Photo courtesy of RunVermont

RunVermont announced Tuesday that this year’s Vermont City Marathon will be only 13.1 miles, instead of the usual 26.2, to keep as many medical professionals fighting the Delta variant of Covid-19 as possible.

The marathon normally requires over 100 doctors, EMTs and nurses in attendance. The half-marathon, on the other hand, will be staffed by the Burlington Fire Department and a “handful” of health care professionals, Kate Vetter, RunVermont’s digital communications manager, said.

“The whole marathon distance is much, much tougher on the body than a half-marathon,” Vetter said in an email. 

According to Vetter, RunVermont chose this modification after speaking with officials at the Vermont Department of Health and the International Institute of Race Medicine, as well as its own medical team and medical directors of other Northeast marathons. 

In February, officials announced that the race — usually held every Memorial Day weekend — had been postponed to Oct. 24. 

After last year’s race became a half-marathon the same October weekend, participants planned on a full-length marathon this year. With the vaccine rollout and falling case numbers that followed, RunVermont’s blog posts were optimistic that the full marathon would be run.

While race day is more than a month away, RunVermont’s own training guide is 18 weeks long. That means people following the plan for this race started training at the end of June.

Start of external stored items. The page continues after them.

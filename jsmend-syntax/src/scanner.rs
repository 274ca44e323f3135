//! Parser-driven scanner.
//!
//! `scan` tokenizes in the ordinary expression context. Context-dependent tokens
//! (regular expressions, template continuations, JSX text, JSX names and
//! attribute strings) are produced by the `rescan_*` methods, which the parser calls
//! once it knows which reading applies. The scanner never fails: text it cannot
//! tokenize becomes a `TokenKind::Invalid` token.

use crate::text::{Span, is_line_terminator};
use crate::token::{PUNCTUATORS, TemplatePart, Token, TokenKind};

pub fn is_ident_start(c: char) -> bool {
    c == '$' || c == '_' || c.is_ascii_alphabetic() || (!c.is_ascii() && c.is_alphabetic())
}

pub fn is_ident_part(c: char) -> bool {
    is_ident_start(c)
        || c.is_ascii_digit()
        || c == '\u{200C}'
        || c == '\u{200D}'
        || (!c.is_ascii() && c.is_alphanumeric())
}

#[derive(Debug, Clone, Copy)]
pub struct Scanner<'a> {
    src: &'a str,
    pos: usize,
}

impl<'a> Scanner<'a> {
    pub fn new(src: &'a str) -> Self {
        Self { src, pos: 0 }
    }

    pub fn pos(&self) -> u32 {
        self.pos as u32
    }

    fn peek(&self) -> Option<char> {
        self.src[self.pos..].chars().next()
    }

    fn peek_nth(&self, n: usize) -> Option<char> {
        self.src[self.pos..].chars().nth(n)
    }

    fn bump_char(&mut self) -> Option<char> {
        let c = self.peek()?;
        self.pos += c.len_utf8();
        Some(c)
    }

    fn token(&self, kind: TokenKind, start: usize, nl_before: bool) -> Token {
        Token {
            kind,
            span: Span::new(start as u32, self.pos as u32),
            nl_before,
            escaped: false,
        }
    }

    /// Skips whitespace, comments and a leading hashbang. Returns whether a line
    /// terminator was crossed.
    fn skip_trivia(&mut self) -> bool {
        let mut nl = false;
        if self.pos == 0 && self.src.starts_with("#!") {
            self.skip_line();
        }
        while let Some(c) = self.peek() {
            match c {
                c if is_line_terminator(c) => {
                    nl = true;
                    self.pos += c.len_utf8();
                }
                c if c.is_whitespace() || c == '\u{FEFF}' => self.pos += c.len_utf8(),
                '/' => match self.peek_nth(1) {
                    Some('/') => self.skip_line(),
                    Some('*') => {
                        let body_start = self.pos + 2;
                        match self.src[body_start..].find("*/") {
                            Some(rel) => {
                                let body = &self.src[body_start..body_start + rel];
                                if body.chars().any(is_line_terminator) {
                                    nl = true;
                                }
                                self.pos = body_start + rel + 2;
                            }
                            None => {
                                self.pos = self.src.len();
                            }
                        }
                    }
                    _ => break,
                },
                _ => break,
            }
        }
        nl
    }

    fn skip_line(&mut self) {
        while let Some(c) = self.peek() {
            if is_line_terminator(c) {
                break;
            }
            self.pos += c.len_utf8();
        }
    }

    /// Scans the next token in expression context.
    pub fn scan(&mut self) -> Token {
        let nl = self.skip_trivia();
        let start = self.pos;
        let Some(c) = self.peek() else {
            return Token::eof(start as u32, nl);
        };

        let kind = match c {
            c if is_ident_start(c) || c == '\\' => {
                let escaped = self.scan_identifier();
                if self.pos == start {
                    self.bump_char();
                    TokenKind::Invalid
                } else {
                    let mut tok = self.token(TokenKind::Ident, start, nl);
                    tok.escaped = escaped;
                    return tok;
                }
            }
            '0'..='9' => self.scan_number(),
            '.' if self.peek_nth(1).is_some_and(|d| d.is_ascii_digit()) => self.scan_number(),
            '\'' | '"' => self.scan_string(c),
            '`' => {
                self.pos += 1;
                self.scan_template_body(TemplatePart::Full, TemplatePart::Head)
            }
            '#' if self.peek_nth(1).is_some_and(is_ident_start) => {
                self.pos += 1;
                self.scan_identifier();
                TokenKind::PrivateName
            }
            _ => self.scan_punct(),
        };
        self.token(kind, start, nl)
    }

    /// Consumes identifier characters and unicode escapes. Returns whether an
    /// escape was seen.
    fn scan_identifier(&mut self) -> bool {
        let mut escaped = false;
        let mut first = true;
        while let Some(c) = self.peek() {
            if c == '\\' {
                if self.skip_unicode_escape() {
                    escaped = true;
                    first = false;
                    continue;
                }
                break;
            }
            let ok = if first {
                is_ident_start(c)
            } else {
                is_ident_part(c)
            };
            if !ok {
                break;
            }
            self.pos += c.len_utf8();
            first = false;
        }
        escaped
    }

    fn skip_unicode_escape(&mut self) -> bool {
        let rest = &self.src.as_bytes()[self.pos..];
        if !rest.starts_with(b"\\u") {
            return false;
        }
        let after = &rest[2..];
        if after.first() == Some(&b'{') {
            let Some(close) = after.iter().position(|&b| b == b'}') else {
                return false;
            };
            if close > 1 && after[1..close].iter().all(u8::is_ascii_hexdigit) {
                self.pos += 2 + close + 1;
                return true;
            }
            return false;
        }
        if after.len() >= 4 && after[..4].iter().all(u8::is_ascii_hexdigit) {
            self.pos += 6;
            return true;
        }
        false
    }

    fn eat_digits(&mut self, radix: u32) {
        while let Some(c) = self.peek() {
            if c == '_' || c.is_digit(radix) {
                self.pos += 1;
            } else {
                break;
            }
        }
    }

    fn scan_number(&mut self) -> TokenKind {
        let bytes = self.src.as_bytes();
        let radix = if bytes[self.pos] == b'0' {
            match bytes.get(self.pos + 1).map(u8::to_ascii_lowercase) {
                Some(b'x') => 16,
                Some(b'o') => 8,
                Some(b'b') => 2,
                _ => 10,
            }
        } else {
            10
        };

        if radix != 10 {
            self.pos += 2;
            self.eat_digits(radix);
        } else {
            self.eat_digits(10);
            if self.peek() == Some('.') {
                self.pos += 1;
                self.eat_digits(10);
            }
            if matches!(self.peek(), Some('e' | 'E')) {
                let save = self.pos;
                self.pos += 1;
                if matches!(self.peek(), Some('+' | '-')) {
                    self.pos += 1;
                }
                if self.peek().is_some_and(|c| c.is_ascii_digit()) {
                    self.eat_digits(10);
                } else {
                    self.pos = save;
                }
            }
        }
        if self.peek() == Some('n') {
            self.pos += 1;
        }
        TokenKind::Number
    }

    fn scan_string(&mut self, quote: char) -> TokenKind {
        self.pos += 1;
        loop {
            match self.peek() {
                None | Some('\n' | '\r') => return TokenKind::Invalid,
                Some(c) if c == quote => {
                    self.pos += 1;
                    return TokenKind::String;
                }
                Some('\\') => {
                    self.pos += 1;
                    if self.src[self.pos..].starts_with("\r\n") {
                        self.pos += 2;
                    } else {
                        self.bump_char();
                    }
                }
                Some(c) => self.pos += c.len_utf8(),
            }
        }
    }

    /// Scans template characters up to the closing backtick or the next `${`.
    fn scan_template_body(&mut self, end: TemplatePart, subst: TemplatePart) -> TokenKind {
        loop {
            match self.peek() {
                None => return TokenKind::Invalid,
                Some('`') => {
                    self.pos += 1;
                    return TokenKind::Template(end);
                }
                Some('\\') => {
                    self.pos += 1;
                    self.bump_char();
                }
                Some('$') if self.peek_nth(1) == Some('{') => {
                    self.pos += 2;
                    return TokenKind::Template(subst);
                }
                Some(c) => self.pos += c.len_utf8(),
            }
        }
    }

    fn scan_punct(&mut self) -> TokenKind {
        let rest = &self.src[self.pos..];
        for p in PUNCTUATORS {
            if rest.starts_with(p) {
                // `a?.5:b` is a conditional, not optional chaining.
                if *p == "?." && rest[2..].starts_with(|c: char| c.is_ascii_digit()) {
                    continue;
                }
                self.pos += p.len();
                return TokenKind::Punct;
            }
        }
        self.bump_char();
        TokenKind::Invalid
    }

    /// Re-reads a `/` or `/=` token as a regular expression literal.
    pub fn rescan_regex(&mut self, tok: Token) -> Token {
        let start = tok.span.start as usize;
        self.pos = start + 1;
        let mut in_class = false;
        loop {
            match self.peek() {
                None => return self.token(TokenKind::Invalid, start, tok.nl_before),
                Some(c) if is_line_terminator(c) => {
                    return self.token(TokenKind::Invalid, start, tok.nl_before);
                }
                Some('\\') => {
                    self.pos += 1;
                    match self.peek() {
                        Some(c) if !is_line_terminator(c) => self.pos += c.len_utf8(),
                        _ => return self.token(TokenKind::Invalid, start, tok.nl_before),
                    }
                }
                Some('[') => {
                    in_class = true;
                    self.pos += 1;
                }
                Some(']') => {
                    in_class = false;
                    self.pos += 1;
                }
                Some('/') if !in_class => {
                    self.pos += 1;
                    break;
                }
                Some(c) => self.pos += c.len_utf8(),
            }
        }
        while self.peek().is_some_and(is_ident_part) {
            self.bump_char();
        }
        self.token(TokenKind::Regex, start, tok.nl_before)
    }

    /// Continues a template literal after the `}` closing a substitution.
    pub fn rescan_template_continuation(&mut self, tok: Token) -> Token {
        let start = tok.span.start as usize;
        self.pos = start + 1;
        let kind = self.scan_template_body(TemplatePart::Tail, TemplatePart::Middle);
        self.token(kind, start, tok.nl_before)
    }

    /// Scans JSX child content starting at `at`: text up to `{` or `<`, or one of
    /// those two punctuators.
    pub fn scan_jsx_child(&mut self, at: u32) -> Token {
        self.pos = at as usize;
        let start = self.pos;
        match self.peek() {
            None => Token::eof(at, false),
            Some('{' | '<') => {
                self.pos += 1;
                self.token(TokenKind::Punct, start, false)
            }
            Some(_) => {
                while let Some(c) = self.peek() {
                    if c == '{' || c == '<' {
                        break;
                    }
                    self.pos += c.len_utf8();
                }
                self.token(TokenKind::JsxText, start, false)
            }
        }
    }

    /// Extends an identifier token with `-`-joined parts (`aria-label`).
    pub fn rescan_jsx_identifier(&mut self, tok: Token) -> Token {
        if tok.kind != TokenKind::Ident {
            return tok;
        }
        self.pos = tok.span.end as usize;
        while self.peek().is_some_and(|c| c == '-' || is_ident_part(c)) {
            self.bump_char();
        }
        let mut out = self.token(TokenKind::Ident, tok.span.start as usize, tok.nl_before);
        out.escaped = tok.escaped;
        out
    }

    /// Re-reads a JSX attribute string, where backslashes are not escapes.
    pub fn rescan_jsx_string(&mut self, tok: Token) -> Token {
        let start = tok.span.start as usize;
        let Some(quote) = self.src[start..].chars().next() else {
            return tok;
        };
        if quote != '"' && quote != '\'' {
            return tok;
        }
        self.pos = start + 1;
        loop {
            match self.bump_char() {
                None => return self.token(TokenKind::Invalid, start, tok.nl_before),
                Some(c) if c == quote => {
                    return self.token(TokenKind::String, start, tok.nl_before);
                }
                Some(_) => {}
            }
        }
    }

    /// Splits a `>>`, `>=`, `>>=` ... token so that only its first `>` is consumed.
    pub fn rescan_gt(&mut self, tok: Token) -> Token {
        let start = tok.span.start as usize;
        if tok.kind != TokenKind::Punct || !self.src[start..].starts_with('>') {
            return tok;
        }
        self.pos = start + 1;
        self.token(TokenKind::Punct, start, tok.nl_before)
    }
}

Vetter told Digger that the number of runners who signed up for this year’s race was only 40% of the usual crowd. Now, RunVermont is waiting for runners’ responses to the news to see who will participate in the race, and who will defer to May 2022 or take free registration for a partnering marathon.

Runners participating in the relay should not be affected, Vetter said, but have also been given the choice to defer their registration to next year’s race. 

No matter how many runners choose not to participate in the half-marathon, it would only be canceled if there’s a mandatory lockdown, Vetter said.

Correction: An earlier version of this story used the wrong name for the Vermont City Marathon.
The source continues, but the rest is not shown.